• **Task statement**: Within the material below, how many lines include "String"? Answer with the count only.

• **Materials provided**:
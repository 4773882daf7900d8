//! The manifest model: a hashed, canonical tree of [`Entry`] nodes representing a directory
//! snapshot.

use std::collections::BTreeMap;
use std::fs::{self, File};
use std::os::unix::fs::PermissionsExt;
use std::path::Path;

use crate::digest::{hash_bytes, hash_slice, Digest};
use crate::error::Error;

use super::entry::{Entry, EntryKind};

const DEFAULT_DIR_MODE: u32 = 0o040_755;
const SYMLINK_MODE: u32 = 0o120_777;

/// A single node under construction: either a directory still being assembled, or a finished
/// leaf (blob or mask) whose digest is already known.
#[derive(Debug)]
enum MutNode {
    Tree(MutTree),
    Leaf(Entry),
}

#[derive(Debug)]
struct MutTree {
    mode: u32,
    children: BTreeMap<String, MutNode>,
}

impl MutTree {
    fn new(mode: u32) -> Self {
        MutTree {
            mode,
            children: BTreeMap::new(),
        }
    }

    fn finalize(self) -> TreeNode {
        let mut children = BTreeMap::new();
        for (name, node) in self.children {
            let finalized = match node {
                MutNode::Tree(t) => Node::Tree(t.finalize()),
                MutNode::Leaf(e) => Node::Leaf(e),
            };
            children.insert(name, finalized);
        }

        let digest = compute_tree_digest(&children);
        let entry = Entry {
            name: String::new(),
            kind: EntryKind::Tree,
            mode: self.mode,
            digest: Some(digest),
            size: None,
        };

        TreeNode { entry, children }
    }
}

/// An appendable, resortable manifest under construction.
///
/// A builder has no stable digest of its own; call [`ManifestBuilder::finalize`] to compute one
/// and obtain an immutable [`Manifest`]. Builders exist precisely so that mutation (merging
/// sub-paths, walking a directory incrementally) never happens on a manifest whose digest has
/// already been handed out.
#[derive(Debug)]
pub struct ManifestBuilder {
    root: MutTree,
}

• **Reply**: 2